Facilities and Administrative Cost (indirect cost) award procedures will apply 
to cooperative agreement awards in the same manner as for grants.

The administrative and funding instrument used for this program is a Cooperative 
Agreement (U54), an “assistance” mechanism (rather than an “acquisition” 
mechanism) in which substantial NIH scientific and/or programmatic involvement 
with the awardee is anticipated during performance of the activity.  Under the 
cooperative agreement, the NIH purpose is to support and/or stimulate the 
recipient’s activity by involvement in and otherwise working jointly with the 
award recipient in a partner role, but it is not to assume direction, prime 
responsibility, or a dominant role in the activity.  Consistent with this 
concept, the dominant role and prime responsibility for the activity resides 
with the awardee(s) for the project as a whole, although specific tasks and 
activities in carrying out the studies will be shared among the awardees and the 
NICHD Research Coordinator.  

1.  Awardee Rights and Responsibilities

Awardees have primary authorities and responsibilities to define objectives and 
approaches, and to plan, conduct, analyze, and publish results, interpretations, 
and conclusions of their studies.  The primary responsibilities of the awardees 
are to:

o Define the research objectives,

o Design the necessary research protocols,

o Conduct specific studies,

o Analyze and interpreting research data,

o Modify protocols as required,

o Interact with the FDA concerning clinical investigations,

o Provide information to the NICHD Research Coordinator concerning progress:

o Maintain career development opportunities to encourage new investigators to 
work in the field of fertility control.

Awardees will retain custody of and primary rights to their data and 
intellectual property developed under the award subject to current government 
policies regarding rights of access as consistent with current HHS, PHS, and NIH 

2.  NICHD Staff Responsibilities

NICHD Research Coordinator:

The NICHD Research Coordinator will have substantial scientific-programmatic 
involvement during the conduct of this activity, through technical assistance, 
advice and coordination above and beyond normal program stewardship for grants.  
The degree of involvement by the NICHD Research Coordinator will include the 

o Assist in setting research priorities and in avoiding unwarranted duplication 
of effort,

o Review and comment on critical stages in the research program before 
subsequent stages are implemented,

o Assist in the interaction between the awardee and the FDA,

o Assist in the interaction between the awardee and investigators of other 
institutions as well 
as between the awardee and potential commercial sponsors,

o Retain the option of recommending termination of studies if technical 
performance falls below acceptable standards, or when specific lines of research 
cannot be effectively pursued in a timely manner,

o Retain the option to recommend additional research endeavors within the 
constraints of the approved research and negotiated budget.

NICHD Project Officer:

NICHD will appoint a Project Officer, apart from the Project Scientist, who 

o Have the option to withhold support to a participating institution if 
technical performance requirements are not met.
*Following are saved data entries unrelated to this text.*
//! Partition serializers.
//!
//! A serializer spills a sorted partition to external storage and streams it back later.
//! Each sort invocation gets its own serializer instance built by a [`SerializerBuilder`],
//! so concurrent sorts never share spilled state.

use std::collections::HashMap;
use std::fmt;
use std::fs;
use std::io::{self, prelude::*};
use std::marker::PhantomData;
use std::path::{Path, PathBuf};
use std::sync::atomic::{AtomicU64, Ordering};

use log;
use tempfile::{self, TempPath};

use crate::SortError;

/// Partition serializer interface.
///
/// `dump` and `load` are mandatory. `acquire` and `release` form an optional scoped-resource
/// protocol: the sorter calls `acquire` before the first `dump` and `release` once the sorted stream
/// is exhausted, failed or dropped. `release` must remove every partition that has not been
/// consumed yet.
pub trait Serializer<T> {
    /// Opaque reference to a spilled partition.
    type Handle;
    /// Lazy single-pass stream over a spilled partition.
    type Reader: Iterator<Item = Result<T, SortError>>;

    /// Writes items to external storage returning a handle the items can be reloaded with.
    fn dump<I>(&mut self, items: I) -> Result<Self::Handle, SortError>
    where
        I: IntoIterator<Item = T>;

    /// Opens a stream over previously dumped items.
    /// Loading a handle that has already been consumed or released fails with [`SortError::Exhausted`].
    fn load(&mut self, handle: Self::Handle) -> Result<Self::Reader, SortError>;

    /// Begins tracking created partitions.
    fn acquire(&mut self) -> Result<(), SortError> {
        Ok(())
    }

    /// Removes all partitions that have not been consumed yet.
    fn release(&mut self) -> Result<(), SortError> {
        Ok(())
    }
}

/// Serializer builder. Creates a fresh serializer for every sort invocation.
pub trait SerializerBuilder<T> {
    type Serializer: Serializer<T>;

    /// Creates a new serializer.
    fn build(&self) -> Result<Self::Serializer, SortError>;
}

/// Scoped serializer guard.
/// Acquires the serializer on creation and releases it either explicitly or when dropped.
pub struct Scope<T, S>
where
    S: Serializer<T>,
{
    serializer: S,
    acquired: bool,

    item_type: PhantomData<fn() -> T>,
}

impl<T, S> Scope<T, S>
where
    S: Serializer<T>,
{
    /// Acquires the serializer.
    pub fn acquire(mut serializer: S) -> Result<Self, SortError> {
        serializer.acquire()?;

        return Ok(Scope {
            serializer,
            acquired: true,
            item_type: PhantomData,
        });
    }

    /// Returns the guarded serializer.
    pub fn serializer(&mut self) -> &mut S {
        &mut self.serializer
    }

    /// Checks if the scope has not been released yet.
    pub fn is_acquired(&self) -> bool {
        self.acquired
    }

    /// Releases the serializer. Subsequent calls are no-ops.
    pub fn release(&mut self) -> Result<(), SortError> {
        if !self.acquired {
            return Ok(());
        }
        self.acquired = false;

        self.serializer.release()
    }
}

impl<T, S> Drop for Scope<T, S>
where
    S: Serializer<T>,
{
    fn drop(&mut self) {
        if let Err(err) = self.release() {
            log::warn!("serializer release failed: {}", err);
        }
    }
}

static NEXT_PARTITION_ID: AtomicU64 = AtomicU64::new(0);

/// Handle of a partition spilled by [`RmpSerializer`].
/// Identifiers are unique within the process.
#[derive(Debug, PartialEq, Eq, Hash)]
pub struct PartitionId(u64);

impl PartitionId {
    fn next() -> Self {
        PartitionId(NEXT_PARTITION_ID.fetch_add(1, Ordering::Relaxed))
    }
}

impl fmt::Display for PartitionId {
    fn fmt(&self, f: &mut fmt::Formatter<'_>) -> fmt::Result {
        write!(f, "partition #{}", self.0)
    }
}

/// [`RmpSerializer`] builder.
#[derive(Clone, Debug, Default)]
pub struct RmpSerializerBuilder {
    /// Directory the per-sort temporary directory is created in.
    tmp_dir: Option<PathBuf>,
    /// Partition file read/write buffer size.
    rw_buf_size: Option<usize>,
}

impl RmpSerializerBuilder {
    pub fn new() -> Self {
        RmpSerializerBuilder::default()
    }

    /// Sets directory to be used to store temporary data. The OS temporary directory is used otherwise.
    pub fn with_tmp_dir(mut self, path: &Path) -> Self {
        self.tmp_dir = Some(path.into());
        return self;
    }

    /// Sets partition file read/write buffer size.
    pub fn with_rw_buf_size(mut self, buf_size: usize) -> Self {
        self.rw_buf_size = Some(buf_size);
        return self;
    }
}

impl<T> SerializerBuilder<T> for RmpSerializerBuilder
where
    T: serde::ser::Serialize + serde::de::DeserializeOwned,
{
    type Serializer = RmpSerializer<T>;

    fn build(&self) -> Result<Self::Serializer, SortError> {
        Ok(RmpSerializer::new(self.tmp_dir.clone(), self.rw_buf_size))
    }
}

/// RMP (Rust MessagePack) serializer.
/// Spills every partition to its own temporary file using MessagePack as a data serialization format.
/// For more information see https://msgpack.org/.
pub struct RmpSerializer<T> {
    base_dir: Option<PathBuf>,
    rw_buf_size: Option<usize>,
    /// Set between `acquire` and `release`.
    scoped: bool,
    /// Per-sort directory, created by the first scoped `dump`.
    tmp_dir: Option<tempfile::TempDir>,
    /// Dumped partitions not yet handed over to a reader.
    partitions: HashMap<u64, TempPath>,

    item_type: PhantomData<fn() -> T>,
}

impl<T> RmpSerializer<T> {
    /// Creates a serializer storing partitions in `base_dir`
    /// (or in the OS temporary directory if [`None`]).
    pub fn new(base_dir: Option<PathBuf>, rw_buf_size: Option<usize>) -> Self {
        RmpSerializer {
            base_dir,
            rw_buf_size,
            scoped: false,
            tmp_dir: None,
            partitions: HashMap::new(),
            item_type: PhantomData,
        }
    }

    /// Returns the number of dumped partitions that have not been loaded yet.
    pub fn pending(&self) -> usize {
        self.partitions.len()
    }

    fn dir(&mut self) -> io::Result<PathBuf> {
        if !self.scoped {
            return Ok(self.base_dir.clone().unwrap_or_else(std::env::temp_dir));
        }

        if let Some(tmp_dir) = &self.tmp_dir {
            return Ok(tmp_dir.path().to_path_buf());
        }

        let mut builder = tempfile::Builder::new();
        builder.prefix("xsorted-");
        let tmp_dir = match &self.base_dir {
            Some(base_dir) => builder.tempdir_in(base_dir),
            None => builder.tempdir(),
        }?;

        log::info!("using {} as a temporary directory", tmp_dir.path().display());
        let path = tmp_dir.path().to_path_buf();
        self.tmp_dir = Some(tmp_dir);

        return Ok(path);
    }
}

impl<T> Serializer<T> for RmpSerializer<T>
where
    T: serde::ser::Serialize + serde::de::DeserializeOwned,
{
    type Handle = PartitionId;
    type Reader = RmpPartitionReader<T>;

    fn dump<I>(&mut self, items: I) -> Result<Self::Handle, SortError>
    where
        I: IntoIterator<Item = T>,
    {
        // the file is removed on drop if anything below fails
        let mut tmp_file = self
            .dir()
            .and_then(|dir| {
                tempfile::Builder::new()
                    .prefix("partition-")
                    .suffix(".msgpack")
                    .tempfile_in(dir)
            })
            .map_err(SortError::serialization)?;

        {
            let mut partition_writer = match self.rw_buf_size {
                Some(buf_size) => io::BufWriter::with_capacity(buf_size, &mut tmp_file),
                None => io::BufWriter::new(&mut tmp_file),
            };
            for item in items.into_iter() {
                rmp_serde::encode::write(&mut partition_writer, &item).map_err(SortError::serialization)?;
            }
            partition_writer.flush().map_err(SortError::serialization)?;
        }

        let handle = PartitionId::next();
        log::trace!("{} saved to {}", handle, tmp_file.path().display());
        self.partitions.insert(handle.0, tmp_file.into_temp_path());

        Ok(handle)
    }

    fn load(&mut self, handle: Self::Handle) -> Result<Self::Reader, SortError> {
        let path = self
            .partitions
            .remove(&handle.0)
            .ok_or_else(|| SortError::Exhausted(format!("{} is unknown or already consumed", handle)))?;

        let file = fs::File::open(&path).map_err(SortError::serialization)?;
        let file_len = file.metadata().map_err(SortError::serialization)?.len();
        let partition_reader = match self.rw_buf_size {
            Some(buf_size) => io::BufReader::with_capacity(buf_size, file),
            None => io::BufReader::new(file),
        };

        return Ok(RmpPartitionReader::new(partition_reader.take(file_len), path));
    }

    fn acquire(&mut self) -> Result<(), SortError> {
        self.scoped = true;
        Ok(())
    }

    fn release(&mut self) -> Result<(), SortError> {
        let mut result = Ok(());
        self.scoped = false;

        if !self.partitions.is_empty() {
            log::debug!("removing {} unconsumed partitions", self.partitions.len());
        }
        for (_, path) in self.partitions.drain() {
            if let Err(err) = path.close() {
                result = result.and(Err(SortError::IO(err)));
            }
        }

        if let Some(tmp_dir) = self.tmp_dir.take() {
            log::debug!("removing temporary directory {}", tmp_dir.path().display());
            if let Err(err) = tmp_dir.close() {
                result = result.and(Err(SortError::TempDir(err)));
            }
        }

        return result;
    }
}

/// Stream over a partition spilled by [`RmpSerializer`].
/// The partition file is removed once the stream is exhausted or dropped.
pub struct RmpPartitionReader<T> {
    reader: Option<io::Take<io::BufReader<fs::File>>>,
    path: Option<TempPath>,

    item_type: PhantomData<fn() -> T>,
}

impl<T> RmpPartitionReader<T> {
    fn new(reader: io::Take<io::BufReader<fs::File>>, path: TempPath) -> Self {
        RmpPartitionReader {
            reader: Some(reader),
            path: Some(path),
            item_type: PhantomData,
        }
    }

    fn finish(&mut self) -> Result<(), SortError> {
        // the file has to be closed before it is removed
        self.reader = None;
        match self.path.take() {
            Some(path) => path.close().map_err(SortError::IO),
            None => Ok(()),
        }
    }
}

impl<T> Iterator for RmpPartitionReader<T>
where
    T: serde::de::DeserializeOwned,
{
    type Item = Result<T, SortError>;

    fn next(&mut self) -> Option<Self::Item> {
        let reader = self.reader.as_mut()?;

        if reader.limit() == 0 {
            return self.finish().err().map(Err);
        }

        match rmp_serde::decode::from_read(reader) {
            Ok(result) => Some(Ok(result)),
            Err(err) => {
                self.reader = None;
                Some(Err(SortError::serialization(err)))
            }
        }
    }
}

#[cfg(test)]
pub(crate) mod testing {
    use std::cell::RefCell;
    use std::collections::HashMap;
    use std::rc::Rc;

    use super::{Serializer, SerializerBuilder};
    use crate::SortError;

    /// Lifecycle counters shared between a test and the serializers it builds.
    #[derive(Debug, Default)]
    pub struct Stats {
        pub acquired: usize,
        pub released: usize,
        pub dumped: usize,
        pub loaded: usize,
        /// Partitions left in the store at release time.
        pub leaked: usize,
    }

    /// Serializer keeping partitions in memory.
    pub struct MemorySerializer<T> {
        store: HashMap<u64, Vec<T>>,
        next_id: u64,
        stats: Rc<RefCell<Stats>>,
    }

    impl<T> MemorySerializer<T> {
        pub fn new(stats: Rc<RefCell<Stats>>) -> Self {
            MemorySerializer {
                store: HashMap::new(),
                next_id: 0,
                stats,
            }
        }
    }

    impl<T> Serializer<T> for MemorySerializer<T> {
        type Handle = u64;
        type Reader = std::iter::Map<std::vec::IntoIter<T>, fn(T) -> Result<T, SortError>>;

        fn dump<I>(&mut self, items: I) -> Result<Self::Handle, SortError>
        where
            I: IntoIterator<Item = T>,
        {
            let id = self.next_id;
            self.next_id += 1;
            self.store.insert(id, items.into_iter().collect());
            self.stats.borrow_mut().dumped += 1;
            Ok(id)
        }

        fn load(&mut self, handle: Self::Handle) -> Result<Self::Reader, SortError> {
            let items = self
                .store
                .remove(&handle)
                .ok_or_else(|| SortError::Exhausted(format!("partition {}", handle)))?;
            self.stats.borrow_mut().loaded += 1;
            Ok(items.into_iter().map(Ok as fn(T) -> Result<T, SortError>))
        }

        fn acquire(&mut self) -> Result<(), SortError> {
            self.stats.borrow_mut().acquired += 1;
            Ok(())
        }

        fn release(&mut self) -> Result<(), SortError> {
            let mut stats = self.stats.borrow_mut();
            stats.released += 1;
            stats.leaked += self.store.len();
            self.store.clear();
            Ok(())
        }
    }

    #[derive(Default)]
    pub struct MemorySerializerBuilder {
        pub stats: Rc<RefCell<Stats>>,
    }

    impl<T> SerializerBuilder<T> for MemorySerializerBuilder {
        type Serializer = MemorySerializer<T>;

        fn build(&self) -> Result<Self::Serializer, SortError> {
            Ok(MemorySerializer::new(self.stats.clone()))
        }
    }
}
o Carry out continuous review of all activities to ensure objectives are being 

3. Collaborative Responsibilities

Overall coordination of the Program, consistent with the stated intent of the 
RFA, will be done by a Steering Committee consisting of the Principal and 
Project Investigators from each of the participating Centers and one NICHD staff 
member from the CRHB, CPR, NICHD, who will be the Research Coordinator.  A 
member of the NICHD grants management staff will serve as a nonvoting advisor to 
the Committee.  The Steering Committee meetings will be convened at least once 
yearly. The purpose of these meetings is to assess scientific progress, identify 
new research opportunities, establish priorities, and discuss strategies that 
will accelerate the translation of preclinical findings into clinical 
applications.  Outside consultants/experts may be asked to participate in these 
discussions as nonvoting advisors.

4. Arbitration Process

When agreement between an awardee and NICHD staff cannot be reached on 
scientific/programmatic issues that may arise after the award is made, an 
arbitration panel will be formed.  The arbitration panel will consist of one 
person selected by the Principal Investigators of the three Centers, one person 
selected by the NICHD, and a third person selected by both NICHD staff and the 
Principal Investigators.  The decision of the arbitration panel, by majority 
vote, will be binding.  The special arbitration procedure in no way affects the 
right of an awardee to appeal adverse action in accordance with PHS regulations 
at 42 CFR Part 50, Subpart D, and HHS regulations at 45 CFR Part 16.


It is the policy of the NIH that women and members of minority groups and their 
sub-populations must be included in all NIH-supported biomedical and behavioral 
research projects involving human subjects, unless a clear and compelling 
rationale and justification are provided indicating that inclusion is 
inappropriate with respect to the health of the subjects or the purpose of the 
research. This policy results from the NIH Revitalization Act of 1993 (Section 
492B of Public Law 103-43).

All investigators proposing research involving human subjects should read the 
UPDATED "NIH Guidelines for Inclusion of Women and Minorities as Subjects in 
Clinical Research," published in the NIH Guide for Grants and Contracts on 
August 2, 2000 
(, a complete 
copy of the updated Guidelines is available at  The 
revisions relate to NIH-defined Phase III clinical trials and require:  a) all 
applications or proposals and/or protocols to provide a description of plans to 
conduct analyses, as appropriate, to address differences by sex/gender and/or 
racial/ethnic groups, including subgroups if applicable, and b) all 
investigators to report accrual, and to conduct and report analyses, as 
appropriate, by sex/gender and/or racial/ethnic group differences.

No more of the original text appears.